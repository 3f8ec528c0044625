//! Local sync status table and append-only audit log.

use std::path::Path;
use std::sync::{Mutex, MutexGuard, PoisonError};

use chrono::{DateTime, Utc};
use rusqlite::types::Type;
use rusqlite::{params, Connection, OptionalExtension, Row};

use consync_core::{OrderNo, Phase, SyncLogEntry, SyncStatus, SyncStatusRecord};

use crate::error::{io_err, StoreError};
use crate::schema::status_schema_sql;

/// Persistence for per-contract sync status and the audit trail.
///
/// Implementations must be safe to share between the orchestrator and the
/// daemon's request handlers.
pub trait SyncStatusStore: Send + Sync {
    /// Insert or update the status row for `order_no`.
    ///
    /// `remote_order_no = None` keeps whatever remote number is already
    /// stored, so a later failure never erases a number the remote assigned.
    fn upsert_status(
        &self,
        order_no: &OrderNo,
        status: SyncStatus,
        message: &str,
        remote_order_no: Option<&OrderNo>,
    ) -> Result<(), StoreError>;

    /// Append one audit row. Rows are never updated or deleted.
    fn append_log(&self, order_no: &OrderNo, phase: Phase, content: &str)
        -> Result<(), StoreError>;

    fn status(&self, order_no: &OrderNo) -> Result<Option<SyncStatusRecord>, StoreError>;

    /// Audit rows for `order_no`, oldest first.
    fn logs(&self, order_no: &OrderNo) -> Result<Vec<SyncLogEntry>, StoreError>;

    /// Forget `remote_order_no` wherever it is stored, leaving status and
    /// message as they are. Returns the source order numbers that held it.
    fn clear_remote_order_no(&self, remote_order_no: &OrderNo)
        -> Result<Vec<OrderNo>, StoreError>;

    fn is_already_synced(&self, order_no: &OrderNo) -> Result<bool, StoreError> {
        Ok(self
            .status(order_no)?
            .is_some_and(|record| record.status == SyncStatus::Success))
    }
}

/// SQLite-backed [`SyncStatusStore`].
pub struct SqliteStatusStore {
    conn: Mutex<Connection>,
}

impl SqliteStatusStore {
    /// Open (or create) the status database at `path` and apply the schema.
    pub fn open(path: &Path) -> Result<Self, StoreError> {
        if let Some(parent) = path.parent().filter(|p| !p.as_os_str().is_empty()) {
            std::fs::create_dir_all(parent).map_err(|e| io_err(parent, e))?;
        }
        let conn = Connection::open(path)?;
        conn.pragma_update(None, "journal_mode", "WAL")?;
        conn.pragma_update(None, "foreign_keys", "ON")?;
        Self::from_connection(conn)
    }

    pub fn open_in_memory() -> Result<Self, StoreError> {
        Self::from_connection(Connection::open_in_memory()?)
    }

    fn from_connection(conn: Connection) -> Result<Self, StoreError> {
        conn.execute_batch(&status_schema_sql(""))?;
        Ok(Self {
            conn: Mutex::new(conn),
        })
    }

    fn conn(&self) -> MutexGuard<'_, Connection> {
        self.conn.lock().unwrap_or_else(PoisonError::into_inner)
    }
}

impl SyncStatusStore for SqliteStatusStore {
    fn upsert_status(
        &self,
        order_no: &OrderNo,
        status: SyncStatus,
        message: &str,
        remote_order_no: Option<&OrderNo>,
    ) -> Result<(), StoreError> {
        let now = Utc::now().to_rfc3339();
        self.conn().execute(
            r#"
            INSERT INTO contract_sync_status
              (order_no, status, message, remote_order_no, sync_time, create_time, update_time)
            VALUES (?1, ?2, ?3, ?4, ?5, ?5, ?5)
            ON CONFLICT(order_no) DO UPDATE SET
              status = excluded.status,
              message = excluded.message,
              remote_order_no = COALESCE(excluded.remote_order_no, contract_sync_status.remote_order_no),
              sync_time = excluded.sync_time,
              update_time = excluded.update_time
            "#,
            params![
                order_no.as_str(),
                status.code(),
                message,
                remote_order_no.map(OrderNo::as_str),
                now
            ],
        )?;
        tracing::debug!(order_no = %order_no, status = %status, "status upserted");
        Ok(())
    }

    fn append_log(
        &self,
        order_no: &OrderNo,
        phase: Phase,
        content: &str,
    ) -> Result<(), StoreError> {
        self.conn().execute(
            "INSERT INTO contract_sync_log (order_no, type, content, create_time) VALUES (?1, ?2, ?3, ?4)",
            params![order_no.as_str(), phase.as_str(), content, Utc::now().to_rfc3339()],
        )?;
        Ok(())
    }

    fn status(&self, order_no: &OrderNo) -> Result<Option<SyncStatusRecord>, StoreError> {
        let record = self
            .conn()
            .query_row(
                r#"
                SELECT order_no, status, message, remote_order_no, sync_time, create_time, update_time
                FROM contract_sync_status
                WHERE order_no = ?1
                "#,
                params![order_no.as_str()],
                status_from_row,
            )
            .optional()?;
        Ok(record)
    }

    fn logs(&self, order_no: &OrderNo) -> Result<Vec<SyncLogEntry>, StoreError> {
        let conn = self.conn();
        let mut stmt = conn.prepare(
            "SELECT id, order_no, type, content, create_time FROM contract_sync_log WHERE order_no = ?1 ORDER BY id ASC",
        )?;
        let rows = stmt.query_map(params![order_no.as_str()], |row| {
            Ok(SyncLogEntry {
                id: row.get(0)?,
                order_no: OrderNo(row.get(1)?),
                phase: row.get(2)?,
                content: row.get(3)?,
                created_at: timestamp(row, 4)?,
            })
        })?;
        let mut out = Vec::new();
        for row in rows {
            out.push(row?);
        }
        Ok(out)
    }

    fn clear_remote_order_no(
        &self,
        remote_order_no: &OrderNo,
    ) -> Result<Vec<OrderNo>, StoreError> {
        let conn = self.conn();
        let mut stmt = conn.prepare(
            r#"
            UPDATE contract_sync_status
            SET remote_order_no = NULL, update_time = ?2
            WHERE remote_order_no = ?1
            RETURNING order_no
            "#,
        )?;
        let rows = stmt.query_map(
            params![remote_order_no.as_str(), Utc::now().to_rfc3339()],
            |row| row.get::<_, String>(0),
        )?;
        let mut cleared = Vec::new();
        for row in rows {
            cleared.push(OrderNo(row?));
        }
        tracing::debug!(remote_order_no = %remote_order_no, count = cleared.len(), "remote order number cleared");
        Ok(cleared)
    }
}

fn status_from_row(row: &Row<'_>) -> rusqlite::Result<SyncStatusRecord> {
    Ok(SyncStatusRecord {
        order_no: OrderNo(row.get(0)?),
        status: SyncStatus::from_code(row.get(1)?),
        message: row.get(2)?,
        remote_order_no: row
            .get::<_, Option<String>>(3)?
            .filter(|no| !no.is_empty())
            .map(OrderNo),
        synced_at: timestamp(row, 4)?,
        created_at: timestamp(row, 5)?,
        updated_at: timestamp(row, 6)?,
    })
}

fn timestamp(row: &Row<'_>, idx: usize) -> rusqlite::Result<DateTime<Utc>> {
    let raw: String = row.get(idx)?;
    DateTime::parse_from_rfc3339(&raw)
        .map(|ts| ts.with_timezone(&Utc))
        .map_err(|e| rusqlite::Error::FromSqlConversionFailure(idx, Type::Text, Box::new(e)))
}

#[cfg(test)]
mod tests {
    use super::*;

    fn no(s: &str) -> OrderNo {
        OrderNo::from(s)
    }

    #[test]
    fn missing_status_is_none_and_not_synced() {
        let store = SqliteStatusStore::open_in_memory().unwrap();
        assert!(store.status(&no("HT-1")).unwrap().is_none());
        assert!(!store.is_already_synced(&no("HT-1")).unwrap());
    }

    #[test]
    fn upsert_inserts_then_updates_single_row() {
        let store = SqliteStatusStore::open_in_memory().unwrap();
        store
            .upsert_status(&no("HT-1"), SyncStatus::Pending, "first", None)
            .unwrap();
        let first = store.status(&no("HT-1")).unwrap().unwrap();

        store
            .upsert_status(&no("HT-1"), SyncStatus::Success, "second", None)
            .unwrap();
        let second = store.status(&no("HT-1")).unwrap().unwrap();

        assert_eq!(second.status, SyncStatus::Success);
        assert_eq!(second.message, "second");
        assert_eq!(second.created_at, first.created_at);
        assert!(second.updated_at >= first.updated_at);
        assert!(store.is_already_synced(&no("HT-1")).unwrap());

        let count: i64 = store
            .conn()
            .query_row("SELECT COUNT(*) FROM contract_sync_status", [], |r| r.get(0))
            .unwrap();
        assert_eq!(count, 1);
    }

    #[test]
    fn remote_order_no_survives_later_upserts_without_one() {
        let store = SqliteStatusStore::open_in_memory().unwrap();
        store
            .upsert_status(
                &no("HT-1"),
                SyncStatus::Pending,
                "contract created, sub-records pending",
                Some(&no("R-77")),
            )
            .unwrap();
        store
            .upsert_status(&no("HT-1"), SyncStatus::Pending, "sync failed: task", None)
            .unwrap();

        let record = store.status(&no("HT-1")).unwrap().unwrap();
        assert_eq!(record.remote_order_no, Some(no("R-77")));
        assert_eq!(record.message, "sync failed: task");
    }

    #[test]
    fn clearing_a_remote_order_no_keeps_status_and_message() {
        let store = SqliteStatusStore::open_in_memory().unwrap();
        store
            .upsert_status(&no("HT-1"), SyncStatus::Success, "{}", Some(&no("R-1")))
            .unwrap();
        store
            .upsert_status(&no("HT-2"), SyncStatus::Success, "{}", Some(&no("R-2")))
            .unwrap();

        let cleared = store.clear_remote_order_no(&no("R-1")).unwrap();
        assert_eq!(cleared, vec![no("HT-1")]);

        let record = store.status(&no("HT-1")).unwrap().unwrap();
        assert_eq!(record.remote_order_no, None);
        assert_eq!(record.status, SyncStatus::Success);
        assert_eq!(record.message, "{}");
        let other = store.status(&no("HT-2")).unwrap().unwrap();
        assert_eq!(other.remote_order_no, Some(no("R-2")));

        assert!(store.clear_remote_order_no(&no("R-1")).unwrap().is_empty());
    }

    #[test]
    fn logs_are_append_only_in_insertion_order() {
        let store = SqliteStatusStore::open_in_memory().unwrap();
        store.append_log(&no("HT-1"), Phase::Start, "{}").unwrap();
        store.append_log(&no("HT-2"), Phase::Start, "{}").unwrap();
        store.append_log(&no("HT-1"), Phase::Create, "ok").unwrap();
        store.append_log(&no("HT-1"), Phase::Complete, "done").unwrap();

        let logs = store.logs(&no("HT-1")).unwrap();
        let phases: Vec<&str> = logs.iter().map(|l| l.phase.as_str()).collect();
        assert_eq!(phases, ["START", "CREATE", "COMPLETE"]);
        assert!(logs.windows(2).all(|w| w[0].id < w[1].id));
        assert_eq!(logs[1].content, "ok");
    }

    #[test]
    fn open_creates_parent_directories() {
        let dir = tempfile::TempDir::new().unwrap();
        let path = dir.path().join("nested").join("status.db");
        let store = SqliteStatusStore::open(&path).unwrap();
        store
            .upsert_status(&no("HT-1"), SyncStatus::Success, "ok", None)
            .unwrap();
        drop(store);

        let reopened = SqliteStatusStore::open(&path).unwrap();
        assert!(reopened.is_already_synced(&no("HT-1")).unwrap());
    }
}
== == ==
- [What you should do]
For the string "reopened", return every line of the data where it appears.

- [Exercise result]
        let reopened = SqliteStatusStore::open(&path).unwrap();
        assert!(reopened.is_already_synced(&no("HT-1")).unwrap());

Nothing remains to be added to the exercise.